───── Exercise material

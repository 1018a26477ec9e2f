//! HTTP client for the Flow web and generation API hosts.
//!
//! The two hosts authenticate differently: the interactive web host
//! takes the session cookie, the generation API host takes a bearer
//! token (and the cookie). The bearer-token requirement is enforced
//! before any network call.

use async_trait::async_trait;
use reqwest::header::{self, HeaderMap, HeaderValue};
use veoflow_core::error::FlowError;
use veoflow_core::types::SubmissionHandle;

use crate::responses::{
    CreateProjectEnvelope, OperationStatus, SceneStatus, StatusEnvelope, SubmitEnvelope,
};
use crate::session::SessionContext;

/// Default base URL of the interactive web host.
pub const DEFAULT_WEB_BASE_URL: &str = "https://labs.google";
/// Default base URL of the generation API host.
pub const DEFAULT_API_BASE_URL: &str = "https://aisandbox-pa.googleapis.com";

/// Tool name the Flow frontend passes on project creation and submission.
const TOOL_NAME: &str = "PINHOLE";

/// Browser user agent sent with every request.
const USER_AGENT: &str = "Mozilla/5.0 (Windows NT 10.0; Win64; x64) AppleWebKit/537.36 \
                          (KHTML, like Gecko) Chrome/124.0.0.0 Safari/537.36";

/// Model parameters applied to every submission in a batch.
#[derive(Debug, Clone)]
pub struct GenerationParams {
    /// Flow model key, e.g. `veo_3_0_t2v_fast`.
    pub model_key: String,
    /// Wire aspect-ratio constant.
    pub aspect_ratio: String,
}

impl Default for GenerationParams {
    fn default() -> Self {
        Self {
            model_key: "veo_3_0_t2v_fast".into(),
            aspect_ratio: "VIDEO_ASPECT_RATIO_LANDSCAPE".into(),
        }
    }
}

/// Result of a successful submission: the server-side operation name
/// and the server-assigned scene id.
#[derive(Debug, Clone, PartialEq, Eq)]
pub struct SubmitResult {
    pub operation_name: String,
    pub scene_id: String,
}

/// Remote operations the orchestration engine depends on.
///
/// The HTTP-backed [`FlowClient`] is the canonical implementation;
/// tests substitute their own. All three operations are idempotent on
/// the wire.
#[async_trait]
pub trait RemoteClient: Send + Sync {
    /// Create a new project on the web host and return its id.
    async fn create_project(
        &self,
        session: &SessionContext,
        title: &str,
    ) -> Result<String, FlowError>;

    /// Submit one generation request.
    async fn submit_job(
        &self,
        session: &SessionContext,
        project_id: &str,
        prompt: &str,
        seed: u32,
        params: &GenerationParams,
    ) -> Result<SubmitResult, FlowError>;

    /// Check the status of every active operation in one round trip.
    async fn batch_check_status(
        &self,
        session: &SessionContext,
        handles: &[SubmissionHandle],
    ) -> Result<Vec<SceneStatus>, FlowError>;
}

/// HTTP implementation of [`RemoteClient`] for the Flow service.
pub struct FlowClient {
    client: reqwest::Client,
    web_base_url: String,
    api_base_url: String,
}

impl FlowClient {
    /// Create a client targeting the production hosts.
    pub fn new() -> Self {
        Self::with_base_urls(DEFAULT_WEB_BASE_URL, DEFAULT_API_BASE_URL)
    }

    /// Override both hosts (tests point this at a local server).
    pub fn with_base_urls(web_base_url: impl Into<String>, api_base_url: impl Into<String>) -> Self {
        Self {
            client: reqwest::Client::new(),
            web_base_url: web_base_url.into(),
            api_base_url: api_base_url.into(),
        }
    }

    // ---- private helpers ----

    /// Headers for the interactive web host (cookie-authenticated).
    fn web_headers(&self, session: &SessionContext) -> Result<HeaderMap, FlowError> {
        let mut headers = Self::common_headers();
        headers.insert(header::COOKIE, Self::header_value(&session.cookie)?);
        headers.insert("X-Same-Domain", HeaderValue::from_static("1"));
        Ok(headers)
    }

    /// Headers for the generation API host (bearer-authenticated).
    ///
    /// Fails with [`FlowError::Auth`] before any network activity when
    /// no bearer token is configured.
    fn api_headers(&self, session: &SessionContext) -> Result<HeaderMap, FlowError> {
        let token = session.bearer_token.as_deref().ok_or_else(|| {
            FlowError::Auth("bearer token is required for the generation API host".into())
        })?;

        let mut headers = Self::common_headers();
        headers.insert(
            header::AUTHORIZATION,
            Self::header_value(&format!("Bearer {token}"))?,
        );
        headers.insert(header::COOKIE, Self::header_value(&session.cookie)?);
        Ok(headers)
    }

    fn common_headers() -> HeaderMap {
        let mut headers = HeaderMap::new();
        headers.insert(header::USER_AGENT, HeaderValue::from_static(USER_AGENT));
        headers.insert(header::ORIGIN, HeaderValue::from_static(DEFAULT_WEB_BASE_URL));
        headers.insert(header::REFERER, HeaderValue::from_static("https://labs.google/"));
        headers
    }

    fn header_value(value: &str) -> Result<HeaderValue, FlowError> {
        HeaderValue::from_str(value)
            .map_err(|_| FlowError::Auth("credential is not a valid header value".into()))
    }

    /// Ensure the response has a success status code, or convert it into
    /// a [`FlowError::Network`] carrying the status and body text.
    async fn ensure_success(response: reqwest::Response) -> Result<reqwest::Response, FlowError> {
        let status = response.status();
        if !status.is_success() {
            let body = response
                .text()
                .await
                .unwrap_or_else(|_| "<unreadable body>".to_string());
            return Err(FlowError::Network {
                status: status.as_u16(),
                body,
            });
        }
        Ok(response)
    }

    /// Parse a successful JSON response body into the expected type.
    async fn parse_response<T: serde::de::DeserializeOwned>(
        response: reqwest::Response,
    ) -> Result<T, FlowError> {
        let response = Self::ensure_success(response).await?;
        response
            .json::<T>()
            .await
            .map_err(|e| FlowError::Protocol(format!("malformed response body: {e}")))
    }

    fn request_error(e: reqwest::Error) -> FlowError {
        FlowError::Request(e.to_string())
    }
}

impl Default for FlowClient {
    fn default() -> Self {
        Self::new()
    }
}

#[async_trait]
impl RemoteClient for FlowClient {
    async fn create_project(
        &self,
        session: &SessionContext,
        title: &str,
    ) -> Result<String, FlowError> {
        let headers = self.web_headers(session)?;
        let body = serde_json::json!({
            "json": {
                "projectTitle": title,
                "toolName": TOOL_NAME,
            }
        });

        let response = self
            .client
            .post(format!(
                "{}/fx/api/trpc/project.createProject",
                self.web_base_url
            ))
            .headers(headers)
            .json(&body)
            .send()
            .await
            .map_err(Self::request_error)?;

        let envelope: CreateProjectEnvelope = Self::parse_response(response).await?;
        let project_id = envelope.project_id().ok_or_else(|| {
            FlowError::Protocol("createProject response carries no projectId".into())
        })?;

        tracing::info!(project_id = %project_id, "Created Flow project");
        Ok(project_id)
    }

    async fn submit_job(
        &self,
        session: &SessionContext,
        project_id: &str,
        prompt: &str,
        seed: u32,
        params: &GenerationParams,
    ) -> Result<SubmitResult, FlowError> {
        let headers = self.api_headers(session)?;

        // The frontend attaches a client-generated scene id; the server
        // answers with its own, which is the one used for correlation.
        let client_scene_id = uuid::Uuid::new_v4().to_string();
        let body = serde_json::json!({
            "clientContext": {
                "projectId": project_id,
                "tool": TOOL_NAME,
            },
            "requests": [{
                "aspectRatio": params.aspect_ratio,
                "seed": seed,
                "textInput": { "prompt": prompt },
                "videoModelKey": params.model_key,
                "metadata": [{ "sceneId": client_scene_id }],
            }],
        });

        let response = self
            .client
            .post(format!(
                "{}/v1/video:batchAsyncGenerateVideoText",
                self.api_base_url
            ))
            .headers(headers)
            .json(&body)
            .send()
            .await
            .map_err(Self::request_error)?;

        let envelope: SubmitEnvelope = Self::parse_response(response).await?;
        let operation = envelope
            .operations
            .into_iter()
            .next()
            .ok_or_else(|| FlowError::Protocol("submit response carries no operations".into()))?;
        let scene_id = operation
            .scene_id
            .ok_or_else(|| FlowError::Protocol("submit response carries no sceneId".into()))?;
        let operation_name = operation
            .operation
            .and_then(|op| op.name)
            .ok_or_else(|| {
                FlowError::Protocol("submit response carries no operation name".into())
            })?;

        tracing::debug!(scene_id = %scene_id, "Generation request accepted");
        Ok(SubmitResult {
            operation_name,
            scene_id,
        })
    }

    async fn batch_check_status(
        &self,
        session: &SessionContext,
        handles: &[SubmissionHandle],
    ) -> Result<Vec<SceneStatus>, FlowError> {
        let headers = self.api_headers(session)?;

        let operations: Vec<serde_json::Value> = handles
            .iter()
            .map(|handle| {
                serde_json::json!({
                    "operation": { "name": handle.operation_name },
                    "sceneId": handle.scene_id,
                })
            })
            .collect();
        // The Flow frontend wraps the handle list in a single-element
        // outer array.
        let body = serde_json::json!({ "operations": [operations] });

        let response = self
            .client
            .post(format!(
                "{}/v1/video:batchCheckAsyncVideoGenerationStatus",
                self.api_base_url
            ))
            .headers(headers)
            .json(&body)
            .send()
            .await
            .map_err(Self::request_error)?;

        let envelope: StatusEnvelope = Self::parse_response(response).await?;
        Ok(envelope
            .operations
            .into_iter()
            .filter_map(OperationStatus::into_scene_status)
            .collect())
    }
}

#[cfg(test)]
mod tests {
    use super::*;
    use assert_matches::assert_matches;

    #[test]
    fn web_headers_attach_cookie_and_same_domain() {
        let client = FlowClient::new();
        let session = SessionContext::new("SID=abc");

        let headers = client.web_headers(&session).unwrap();
        assert_eq!(headers.get(header::COOKIE).unwrap(), "SID=abc");
        assert_eq!(headers.get("X-Same-Domain").unwrap(), "1");
        assert!(headers.get(header::AUTHORIZATION).is_none());
    }

    #[test]
    fn api_headers_require_bearer_token() {
        let client = FlowClient::new();
        let session = SessionContext::new("SID=abc");

        assert_matches!(client.api_headers(&session), Err(FlowError::Auth(_)));

        let session = session.with_bearer_token("tok");
        let headers = client.api_headers(&session).unwrap();
        assert_eq!(headers.get(header::AUTHORIZATION).unwrap(), "Bearer tok");
        assert_eq!(headers.get(header::COOKIE).unwrap(), "SID=abc");
    }

    #[tokio::test]
    async fn submit_without_bearer_token_fails_before_any_request() {
        // The base URLs are unroutable; reaching the network would fail
        // with a request error, not an auth error.
        let client = FlowClient::with_base_urls("http://127.0.0.1:9", "http://127.0.0.1:9");
        let session = SessionContext::new("SID=abc");

        let err = client
            .submit_job(&session, "prj-1", "a prompt", 42, &GenerationParams::default())
            .await
            .unwrap_err();
        assert_matches!(err, FlowError::Auth(_));
    }

    #[tokio::test]
    async fn batch_check_without_bearer_token_fails_before_any_request() {
        let client = FlowClient::with_base_urls("http://127.0.0.1:9", "http://127.0.0.1:9");
        let session = SessionContext::new("SID=abc");

        let handles = vec![SubmissionHandle {
            job_id: "j1".into(),
            operation_name: "ops/1".into(),
            scene_id: "s-1".into(),
        }];
        let err = client
            .batch_check_status(&session, &handles)
            .await
            .unwrap_err();
        assert_matches!(err, FlowError::Auth(_));
    }
}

──────────

From the entries above, write out only the lines starting at the line that holds "one round trip." and ending at the line that holds "a local server).", keeping both and matching them exactly.

    /// Check the status of every active operation in one round trip.
    async fn batch_check_status(
        &self,
        session: &SessionContext,
        handles: &[SubmissionHandle],
    ) -> Result<Vec<SceneStatus>, FlowError>;
}

/// HTTP implementation of [`RemoteClient`] for the Flow service.
pub struct FlowClient {
    client: reqwest::Client,
    web_base_url: String,
    api_base_url: String,
}

impl FlowClient {
    /// Create a client targeting the production hosts.
    pub fn new() -> Self {
        Self::with_base_urls(DEFAULT_WEB_BASE_URL, DEFAULT_API_BASE_URL)
    }

    /// Override both hosts (tests point this at a local server).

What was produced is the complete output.